** WORK TO COMPLETE **
Your task is to copy every line of the entries that contains "reconnected".

** RECORDS SUPPLIED **
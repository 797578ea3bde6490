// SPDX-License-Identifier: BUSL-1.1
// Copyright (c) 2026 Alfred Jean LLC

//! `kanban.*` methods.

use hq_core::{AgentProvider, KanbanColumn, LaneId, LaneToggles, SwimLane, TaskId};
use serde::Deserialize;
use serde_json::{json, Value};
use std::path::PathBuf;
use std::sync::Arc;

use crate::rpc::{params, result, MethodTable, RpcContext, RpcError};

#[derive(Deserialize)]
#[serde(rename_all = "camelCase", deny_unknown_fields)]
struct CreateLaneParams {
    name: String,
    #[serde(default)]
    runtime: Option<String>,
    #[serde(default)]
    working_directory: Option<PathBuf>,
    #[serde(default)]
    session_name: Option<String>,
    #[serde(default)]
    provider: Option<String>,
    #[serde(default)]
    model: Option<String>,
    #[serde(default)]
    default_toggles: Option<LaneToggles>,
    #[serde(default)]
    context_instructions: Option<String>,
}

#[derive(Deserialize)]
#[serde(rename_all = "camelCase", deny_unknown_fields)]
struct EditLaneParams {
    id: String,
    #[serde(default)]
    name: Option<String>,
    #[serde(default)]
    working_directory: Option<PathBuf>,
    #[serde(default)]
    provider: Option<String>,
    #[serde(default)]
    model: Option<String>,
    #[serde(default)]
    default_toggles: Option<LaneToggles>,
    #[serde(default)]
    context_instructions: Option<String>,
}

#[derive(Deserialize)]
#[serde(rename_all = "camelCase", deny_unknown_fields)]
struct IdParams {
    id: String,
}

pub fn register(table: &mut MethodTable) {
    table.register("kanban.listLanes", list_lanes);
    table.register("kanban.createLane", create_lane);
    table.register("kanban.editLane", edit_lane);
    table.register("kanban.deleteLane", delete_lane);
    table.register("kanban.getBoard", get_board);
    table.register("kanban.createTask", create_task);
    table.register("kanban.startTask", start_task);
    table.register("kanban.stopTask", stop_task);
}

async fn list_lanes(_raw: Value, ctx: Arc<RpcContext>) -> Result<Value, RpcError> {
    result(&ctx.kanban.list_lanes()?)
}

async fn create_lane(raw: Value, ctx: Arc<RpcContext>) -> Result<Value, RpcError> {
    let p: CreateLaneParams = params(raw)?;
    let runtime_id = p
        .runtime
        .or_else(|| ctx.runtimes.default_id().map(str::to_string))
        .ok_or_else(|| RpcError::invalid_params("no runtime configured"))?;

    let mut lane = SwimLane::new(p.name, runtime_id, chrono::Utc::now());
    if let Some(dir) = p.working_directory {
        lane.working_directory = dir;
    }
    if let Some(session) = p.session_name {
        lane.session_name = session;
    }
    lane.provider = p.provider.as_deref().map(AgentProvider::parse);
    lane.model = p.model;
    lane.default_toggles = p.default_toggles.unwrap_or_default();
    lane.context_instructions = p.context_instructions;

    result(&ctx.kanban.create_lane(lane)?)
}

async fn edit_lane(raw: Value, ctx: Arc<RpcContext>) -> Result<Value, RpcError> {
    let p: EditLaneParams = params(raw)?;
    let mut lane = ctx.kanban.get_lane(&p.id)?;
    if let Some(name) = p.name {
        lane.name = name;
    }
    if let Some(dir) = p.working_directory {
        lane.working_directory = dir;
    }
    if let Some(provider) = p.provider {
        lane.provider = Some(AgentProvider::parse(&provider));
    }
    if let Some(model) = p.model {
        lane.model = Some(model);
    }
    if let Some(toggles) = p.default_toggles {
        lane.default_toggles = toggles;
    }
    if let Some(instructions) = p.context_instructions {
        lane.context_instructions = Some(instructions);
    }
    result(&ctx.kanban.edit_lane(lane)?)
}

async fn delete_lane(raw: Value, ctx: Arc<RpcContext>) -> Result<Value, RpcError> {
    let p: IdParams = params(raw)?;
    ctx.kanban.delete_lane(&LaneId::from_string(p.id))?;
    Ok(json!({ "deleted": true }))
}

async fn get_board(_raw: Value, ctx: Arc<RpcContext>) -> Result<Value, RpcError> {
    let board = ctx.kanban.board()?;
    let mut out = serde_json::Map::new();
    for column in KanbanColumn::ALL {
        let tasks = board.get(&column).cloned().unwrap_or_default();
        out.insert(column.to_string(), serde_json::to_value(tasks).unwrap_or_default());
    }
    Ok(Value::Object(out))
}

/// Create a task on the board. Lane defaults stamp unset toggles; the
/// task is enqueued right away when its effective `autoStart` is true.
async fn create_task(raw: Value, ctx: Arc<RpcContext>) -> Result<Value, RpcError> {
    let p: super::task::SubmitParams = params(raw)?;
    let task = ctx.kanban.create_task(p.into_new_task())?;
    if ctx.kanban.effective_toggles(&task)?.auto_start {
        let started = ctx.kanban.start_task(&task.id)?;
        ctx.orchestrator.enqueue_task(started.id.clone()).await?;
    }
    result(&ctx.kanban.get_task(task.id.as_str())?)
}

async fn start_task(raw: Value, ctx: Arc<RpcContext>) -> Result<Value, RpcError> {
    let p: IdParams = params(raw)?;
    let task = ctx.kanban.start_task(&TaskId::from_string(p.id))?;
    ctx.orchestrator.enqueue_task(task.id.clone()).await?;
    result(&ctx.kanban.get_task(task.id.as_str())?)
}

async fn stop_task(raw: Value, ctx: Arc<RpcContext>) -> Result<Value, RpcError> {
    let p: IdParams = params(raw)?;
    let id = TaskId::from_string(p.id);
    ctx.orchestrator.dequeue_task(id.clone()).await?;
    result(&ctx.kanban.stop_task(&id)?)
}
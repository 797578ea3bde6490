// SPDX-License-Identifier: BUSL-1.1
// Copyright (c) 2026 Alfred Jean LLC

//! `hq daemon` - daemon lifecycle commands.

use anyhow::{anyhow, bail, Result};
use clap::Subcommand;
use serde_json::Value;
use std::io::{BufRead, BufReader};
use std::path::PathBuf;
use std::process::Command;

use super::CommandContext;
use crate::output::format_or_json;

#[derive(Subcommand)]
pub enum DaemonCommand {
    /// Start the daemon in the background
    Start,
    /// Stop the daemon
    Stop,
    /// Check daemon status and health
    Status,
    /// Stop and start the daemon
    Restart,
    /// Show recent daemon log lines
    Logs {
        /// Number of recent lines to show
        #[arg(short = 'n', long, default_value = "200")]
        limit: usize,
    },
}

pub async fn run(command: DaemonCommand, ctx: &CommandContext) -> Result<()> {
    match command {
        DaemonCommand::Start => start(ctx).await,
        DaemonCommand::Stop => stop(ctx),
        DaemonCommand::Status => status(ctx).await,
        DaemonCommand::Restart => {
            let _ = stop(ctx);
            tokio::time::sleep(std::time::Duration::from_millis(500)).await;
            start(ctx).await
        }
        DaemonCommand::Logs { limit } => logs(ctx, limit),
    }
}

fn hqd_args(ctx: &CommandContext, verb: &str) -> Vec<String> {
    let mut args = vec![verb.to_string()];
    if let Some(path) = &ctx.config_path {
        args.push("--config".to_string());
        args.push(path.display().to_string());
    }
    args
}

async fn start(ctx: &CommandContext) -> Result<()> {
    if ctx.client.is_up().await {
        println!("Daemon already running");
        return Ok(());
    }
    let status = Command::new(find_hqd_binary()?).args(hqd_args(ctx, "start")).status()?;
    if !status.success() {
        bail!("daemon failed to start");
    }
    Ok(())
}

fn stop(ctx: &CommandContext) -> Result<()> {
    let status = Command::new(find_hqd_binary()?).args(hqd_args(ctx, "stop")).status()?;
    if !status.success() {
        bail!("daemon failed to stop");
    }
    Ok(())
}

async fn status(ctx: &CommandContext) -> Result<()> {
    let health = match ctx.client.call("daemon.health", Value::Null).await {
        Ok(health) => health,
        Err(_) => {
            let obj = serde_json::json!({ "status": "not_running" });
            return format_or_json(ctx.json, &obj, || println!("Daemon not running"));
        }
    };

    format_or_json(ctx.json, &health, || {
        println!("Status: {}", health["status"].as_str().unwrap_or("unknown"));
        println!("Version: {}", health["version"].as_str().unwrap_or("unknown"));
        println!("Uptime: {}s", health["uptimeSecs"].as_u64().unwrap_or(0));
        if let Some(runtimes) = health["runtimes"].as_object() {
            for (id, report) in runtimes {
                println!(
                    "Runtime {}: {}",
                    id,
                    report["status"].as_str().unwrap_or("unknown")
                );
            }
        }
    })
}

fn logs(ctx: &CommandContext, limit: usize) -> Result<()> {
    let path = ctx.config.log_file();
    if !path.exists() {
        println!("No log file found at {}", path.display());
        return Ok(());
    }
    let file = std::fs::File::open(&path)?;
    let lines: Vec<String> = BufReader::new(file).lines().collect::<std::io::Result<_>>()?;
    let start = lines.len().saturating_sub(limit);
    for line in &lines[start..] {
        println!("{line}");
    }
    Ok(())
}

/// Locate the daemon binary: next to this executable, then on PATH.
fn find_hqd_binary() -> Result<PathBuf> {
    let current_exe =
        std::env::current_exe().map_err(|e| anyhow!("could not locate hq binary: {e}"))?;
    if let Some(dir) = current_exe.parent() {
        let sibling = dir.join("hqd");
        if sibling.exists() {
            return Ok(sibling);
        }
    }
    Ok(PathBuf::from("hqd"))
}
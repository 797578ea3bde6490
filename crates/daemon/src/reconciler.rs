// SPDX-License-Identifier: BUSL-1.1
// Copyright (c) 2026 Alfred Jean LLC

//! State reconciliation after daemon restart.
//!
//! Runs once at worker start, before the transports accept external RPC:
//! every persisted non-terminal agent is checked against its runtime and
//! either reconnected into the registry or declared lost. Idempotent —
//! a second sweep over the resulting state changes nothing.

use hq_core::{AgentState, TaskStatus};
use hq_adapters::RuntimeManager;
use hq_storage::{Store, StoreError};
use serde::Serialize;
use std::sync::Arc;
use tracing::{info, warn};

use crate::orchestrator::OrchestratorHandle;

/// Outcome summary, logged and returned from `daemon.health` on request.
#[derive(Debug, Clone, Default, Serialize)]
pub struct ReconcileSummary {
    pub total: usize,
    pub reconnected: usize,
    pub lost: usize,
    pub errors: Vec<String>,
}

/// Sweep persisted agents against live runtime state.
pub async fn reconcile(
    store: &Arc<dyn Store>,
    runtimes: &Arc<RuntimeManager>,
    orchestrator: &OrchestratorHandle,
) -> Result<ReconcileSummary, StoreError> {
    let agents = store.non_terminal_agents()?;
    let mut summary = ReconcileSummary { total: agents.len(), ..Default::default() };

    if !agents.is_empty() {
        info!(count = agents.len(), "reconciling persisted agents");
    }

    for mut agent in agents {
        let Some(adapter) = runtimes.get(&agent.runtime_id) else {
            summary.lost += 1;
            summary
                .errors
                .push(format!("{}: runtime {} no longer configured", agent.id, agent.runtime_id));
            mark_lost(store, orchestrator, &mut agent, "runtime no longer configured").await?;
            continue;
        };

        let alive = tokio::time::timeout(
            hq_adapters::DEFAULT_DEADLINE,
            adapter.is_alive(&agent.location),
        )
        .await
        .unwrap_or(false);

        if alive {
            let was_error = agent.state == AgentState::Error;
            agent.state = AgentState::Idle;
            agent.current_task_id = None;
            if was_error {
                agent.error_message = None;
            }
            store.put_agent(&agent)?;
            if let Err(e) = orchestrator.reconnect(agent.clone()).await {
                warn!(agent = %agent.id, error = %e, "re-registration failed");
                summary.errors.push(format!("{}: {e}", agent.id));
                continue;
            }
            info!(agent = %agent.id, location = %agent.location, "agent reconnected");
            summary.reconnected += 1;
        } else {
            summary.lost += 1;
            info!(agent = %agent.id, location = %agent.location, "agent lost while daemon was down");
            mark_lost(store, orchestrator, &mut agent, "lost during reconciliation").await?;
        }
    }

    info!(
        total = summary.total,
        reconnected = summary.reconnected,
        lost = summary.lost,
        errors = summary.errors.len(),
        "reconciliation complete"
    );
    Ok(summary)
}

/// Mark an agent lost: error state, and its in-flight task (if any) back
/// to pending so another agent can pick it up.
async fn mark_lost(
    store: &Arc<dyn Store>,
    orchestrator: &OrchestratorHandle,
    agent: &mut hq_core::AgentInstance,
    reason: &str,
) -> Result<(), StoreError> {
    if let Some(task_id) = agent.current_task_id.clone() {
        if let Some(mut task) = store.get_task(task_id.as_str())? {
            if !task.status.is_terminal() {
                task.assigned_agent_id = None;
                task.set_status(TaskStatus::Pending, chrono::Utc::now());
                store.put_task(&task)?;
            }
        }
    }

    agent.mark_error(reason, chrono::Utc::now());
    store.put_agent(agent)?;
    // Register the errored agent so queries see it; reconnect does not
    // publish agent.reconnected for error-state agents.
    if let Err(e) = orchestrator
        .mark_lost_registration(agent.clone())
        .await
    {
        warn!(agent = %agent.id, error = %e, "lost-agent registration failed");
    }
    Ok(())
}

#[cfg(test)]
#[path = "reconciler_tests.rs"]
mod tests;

** EXERCISE RESULT **
//! either reconnected into the registry or declared lost. Idempotent —
    pub reconnected: usize,
            info!(agent = %agent.id, location = %agent.location, "agent reconnected");
            summary.reconnected += 1;
        reconnected = summary.reconnected,
    // publish agent.reconnected for error-state agents.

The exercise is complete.